[RECORDS TO PROCESS]
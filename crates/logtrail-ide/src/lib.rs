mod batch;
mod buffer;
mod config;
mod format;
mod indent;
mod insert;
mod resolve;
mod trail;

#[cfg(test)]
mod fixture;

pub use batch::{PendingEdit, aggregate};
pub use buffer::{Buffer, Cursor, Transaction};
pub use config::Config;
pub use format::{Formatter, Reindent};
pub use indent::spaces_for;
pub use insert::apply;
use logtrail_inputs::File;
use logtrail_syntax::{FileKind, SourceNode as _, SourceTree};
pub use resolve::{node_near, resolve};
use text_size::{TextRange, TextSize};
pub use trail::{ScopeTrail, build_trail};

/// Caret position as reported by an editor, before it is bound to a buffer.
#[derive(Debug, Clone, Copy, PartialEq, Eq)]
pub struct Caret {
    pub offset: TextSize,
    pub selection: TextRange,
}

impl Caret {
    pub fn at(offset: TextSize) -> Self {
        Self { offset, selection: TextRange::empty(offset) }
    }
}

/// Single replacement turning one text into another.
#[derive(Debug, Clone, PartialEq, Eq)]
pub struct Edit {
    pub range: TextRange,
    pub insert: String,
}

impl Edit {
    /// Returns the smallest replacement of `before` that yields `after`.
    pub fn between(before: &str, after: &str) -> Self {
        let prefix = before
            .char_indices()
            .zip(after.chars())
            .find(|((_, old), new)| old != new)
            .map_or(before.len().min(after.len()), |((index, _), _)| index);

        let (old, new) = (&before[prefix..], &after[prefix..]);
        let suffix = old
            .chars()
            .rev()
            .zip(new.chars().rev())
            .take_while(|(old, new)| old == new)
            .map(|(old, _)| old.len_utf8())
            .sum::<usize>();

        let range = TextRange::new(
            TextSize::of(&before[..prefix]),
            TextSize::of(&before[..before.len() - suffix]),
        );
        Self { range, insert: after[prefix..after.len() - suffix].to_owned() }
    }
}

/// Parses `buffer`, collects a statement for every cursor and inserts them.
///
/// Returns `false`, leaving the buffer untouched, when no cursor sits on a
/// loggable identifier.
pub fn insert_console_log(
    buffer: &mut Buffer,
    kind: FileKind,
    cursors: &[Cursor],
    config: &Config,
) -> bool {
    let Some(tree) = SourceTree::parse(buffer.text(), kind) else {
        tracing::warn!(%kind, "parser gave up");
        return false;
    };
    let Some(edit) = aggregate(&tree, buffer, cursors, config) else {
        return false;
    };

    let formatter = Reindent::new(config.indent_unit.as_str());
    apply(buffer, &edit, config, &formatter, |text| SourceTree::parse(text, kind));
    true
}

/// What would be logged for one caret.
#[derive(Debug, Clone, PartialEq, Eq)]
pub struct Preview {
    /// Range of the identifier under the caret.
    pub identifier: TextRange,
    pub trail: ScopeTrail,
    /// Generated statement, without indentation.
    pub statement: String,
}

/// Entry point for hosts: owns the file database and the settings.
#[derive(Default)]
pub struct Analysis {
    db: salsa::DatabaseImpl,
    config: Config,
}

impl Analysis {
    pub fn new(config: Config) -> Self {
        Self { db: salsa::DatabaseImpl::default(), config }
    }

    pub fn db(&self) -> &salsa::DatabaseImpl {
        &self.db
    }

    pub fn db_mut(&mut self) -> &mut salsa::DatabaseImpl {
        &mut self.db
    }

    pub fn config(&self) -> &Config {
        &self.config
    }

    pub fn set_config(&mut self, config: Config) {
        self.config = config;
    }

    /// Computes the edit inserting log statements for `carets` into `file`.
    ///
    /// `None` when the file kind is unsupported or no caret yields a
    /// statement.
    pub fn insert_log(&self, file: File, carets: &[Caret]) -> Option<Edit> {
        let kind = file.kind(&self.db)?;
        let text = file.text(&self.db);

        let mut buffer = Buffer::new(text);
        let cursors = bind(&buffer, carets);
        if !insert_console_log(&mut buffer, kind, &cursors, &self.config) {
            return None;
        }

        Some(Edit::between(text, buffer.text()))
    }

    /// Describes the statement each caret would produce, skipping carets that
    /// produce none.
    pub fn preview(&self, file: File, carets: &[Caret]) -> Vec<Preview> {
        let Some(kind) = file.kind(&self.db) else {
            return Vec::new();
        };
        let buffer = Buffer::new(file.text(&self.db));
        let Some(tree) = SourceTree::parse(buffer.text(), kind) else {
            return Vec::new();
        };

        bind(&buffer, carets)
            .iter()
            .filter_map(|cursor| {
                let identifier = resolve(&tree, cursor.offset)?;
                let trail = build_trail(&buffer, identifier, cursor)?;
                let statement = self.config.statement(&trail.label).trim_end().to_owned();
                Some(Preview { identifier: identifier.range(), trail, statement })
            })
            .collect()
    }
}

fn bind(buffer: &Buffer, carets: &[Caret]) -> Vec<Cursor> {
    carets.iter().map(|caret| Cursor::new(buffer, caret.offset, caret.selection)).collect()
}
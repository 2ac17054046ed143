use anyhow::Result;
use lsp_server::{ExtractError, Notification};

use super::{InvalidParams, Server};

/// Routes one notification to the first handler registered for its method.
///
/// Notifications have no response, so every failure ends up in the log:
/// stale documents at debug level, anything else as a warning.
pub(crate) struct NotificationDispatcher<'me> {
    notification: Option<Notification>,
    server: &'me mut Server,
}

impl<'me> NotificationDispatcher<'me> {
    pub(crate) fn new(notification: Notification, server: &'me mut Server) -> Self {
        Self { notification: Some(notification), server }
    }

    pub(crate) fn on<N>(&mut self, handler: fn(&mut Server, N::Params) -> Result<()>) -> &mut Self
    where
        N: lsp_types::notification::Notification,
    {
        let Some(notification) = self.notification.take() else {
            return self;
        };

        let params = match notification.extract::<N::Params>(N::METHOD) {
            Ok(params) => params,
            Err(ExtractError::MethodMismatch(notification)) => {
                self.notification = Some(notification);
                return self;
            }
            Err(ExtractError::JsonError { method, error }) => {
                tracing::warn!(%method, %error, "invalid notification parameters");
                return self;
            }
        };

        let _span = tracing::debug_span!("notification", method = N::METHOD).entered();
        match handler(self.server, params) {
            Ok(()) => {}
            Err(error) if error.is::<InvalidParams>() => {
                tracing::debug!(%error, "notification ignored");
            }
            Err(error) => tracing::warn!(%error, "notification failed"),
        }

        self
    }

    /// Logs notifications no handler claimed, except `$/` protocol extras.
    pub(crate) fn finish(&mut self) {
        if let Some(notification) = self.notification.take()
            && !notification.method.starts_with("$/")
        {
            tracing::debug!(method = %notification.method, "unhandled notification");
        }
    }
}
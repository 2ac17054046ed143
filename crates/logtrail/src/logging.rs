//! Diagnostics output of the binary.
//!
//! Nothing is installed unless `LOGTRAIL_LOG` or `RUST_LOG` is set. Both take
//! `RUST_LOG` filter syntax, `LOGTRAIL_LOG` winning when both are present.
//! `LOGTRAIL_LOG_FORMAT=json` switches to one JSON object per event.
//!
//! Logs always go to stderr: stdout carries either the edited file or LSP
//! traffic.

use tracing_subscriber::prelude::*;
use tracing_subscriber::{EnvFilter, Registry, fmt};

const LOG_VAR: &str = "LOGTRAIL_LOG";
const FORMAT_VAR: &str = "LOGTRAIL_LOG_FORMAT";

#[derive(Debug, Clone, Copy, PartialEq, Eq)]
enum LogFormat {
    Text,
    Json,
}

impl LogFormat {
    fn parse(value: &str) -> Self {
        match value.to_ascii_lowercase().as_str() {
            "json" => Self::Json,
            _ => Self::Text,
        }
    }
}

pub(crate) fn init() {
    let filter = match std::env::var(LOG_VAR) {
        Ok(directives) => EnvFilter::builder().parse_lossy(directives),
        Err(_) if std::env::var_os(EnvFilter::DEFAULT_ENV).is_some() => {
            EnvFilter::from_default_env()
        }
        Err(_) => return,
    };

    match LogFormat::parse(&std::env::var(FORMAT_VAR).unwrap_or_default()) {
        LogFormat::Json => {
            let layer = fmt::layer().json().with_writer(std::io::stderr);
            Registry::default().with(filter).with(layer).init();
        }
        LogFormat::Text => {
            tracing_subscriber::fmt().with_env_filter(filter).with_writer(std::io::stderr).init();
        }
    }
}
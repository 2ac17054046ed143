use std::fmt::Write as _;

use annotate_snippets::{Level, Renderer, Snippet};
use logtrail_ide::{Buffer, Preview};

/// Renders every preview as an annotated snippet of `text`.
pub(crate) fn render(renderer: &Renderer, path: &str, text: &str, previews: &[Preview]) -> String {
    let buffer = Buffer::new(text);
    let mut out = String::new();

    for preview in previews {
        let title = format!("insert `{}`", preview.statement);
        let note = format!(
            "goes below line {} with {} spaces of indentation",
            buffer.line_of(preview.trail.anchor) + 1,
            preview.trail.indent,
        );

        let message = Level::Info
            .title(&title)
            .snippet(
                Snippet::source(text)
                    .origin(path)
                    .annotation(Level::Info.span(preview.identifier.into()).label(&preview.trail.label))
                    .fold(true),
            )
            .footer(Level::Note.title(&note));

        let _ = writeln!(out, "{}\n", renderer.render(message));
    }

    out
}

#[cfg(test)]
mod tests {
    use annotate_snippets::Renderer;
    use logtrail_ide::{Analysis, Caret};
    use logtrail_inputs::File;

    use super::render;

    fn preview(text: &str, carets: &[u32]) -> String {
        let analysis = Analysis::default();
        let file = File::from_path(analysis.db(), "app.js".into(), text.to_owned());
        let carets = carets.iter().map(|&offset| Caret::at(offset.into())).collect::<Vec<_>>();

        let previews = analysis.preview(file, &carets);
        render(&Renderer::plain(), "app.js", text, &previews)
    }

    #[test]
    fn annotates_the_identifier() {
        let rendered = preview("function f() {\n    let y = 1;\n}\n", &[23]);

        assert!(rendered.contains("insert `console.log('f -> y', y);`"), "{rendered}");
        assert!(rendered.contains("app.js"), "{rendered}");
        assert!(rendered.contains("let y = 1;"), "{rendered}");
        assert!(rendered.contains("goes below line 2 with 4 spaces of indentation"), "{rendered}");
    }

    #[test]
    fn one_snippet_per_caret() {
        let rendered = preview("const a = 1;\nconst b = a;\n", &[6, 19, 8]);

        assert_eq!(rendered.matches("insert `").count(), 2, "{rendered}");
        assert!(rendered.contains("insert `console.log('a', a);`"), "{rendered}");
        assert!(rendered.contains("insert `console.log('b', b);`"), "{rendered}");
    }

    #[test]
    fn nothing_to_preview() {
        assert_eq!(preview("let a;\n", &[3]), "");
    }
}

[ASSIGNED TASK] Your answer must be the lines above from the one containing "pub fn insert_log(&self, file: File, carets: &[Caret])" to the one containing "pub fn preview(&self, file: File, carets: &[Caret])", both included, restated word for word.

[SOLUTION FOR THIS TASK]
    pub fn insert_log(&self, file: File, carets: &[Caret]) -> Option<Edit> {
        let kind = file.kind(&self.db)?;
        let text = file.text(&self.db);

        let mut buffer = Buffer::new(text);
        let cursors = bind(&buffer, carets);
        if !insert_console_log(&mut buffer, kind, &cursors, &self.config) {
            return None;
        }

        Some(Edit::between(text, buffer.text()))
    }

    /// Describes the statement each caret would produce, skipping carets that
    /// produce none.
    pub fn preview(&self, file: File, carets: &[Caret]) -> Vec<Preview> {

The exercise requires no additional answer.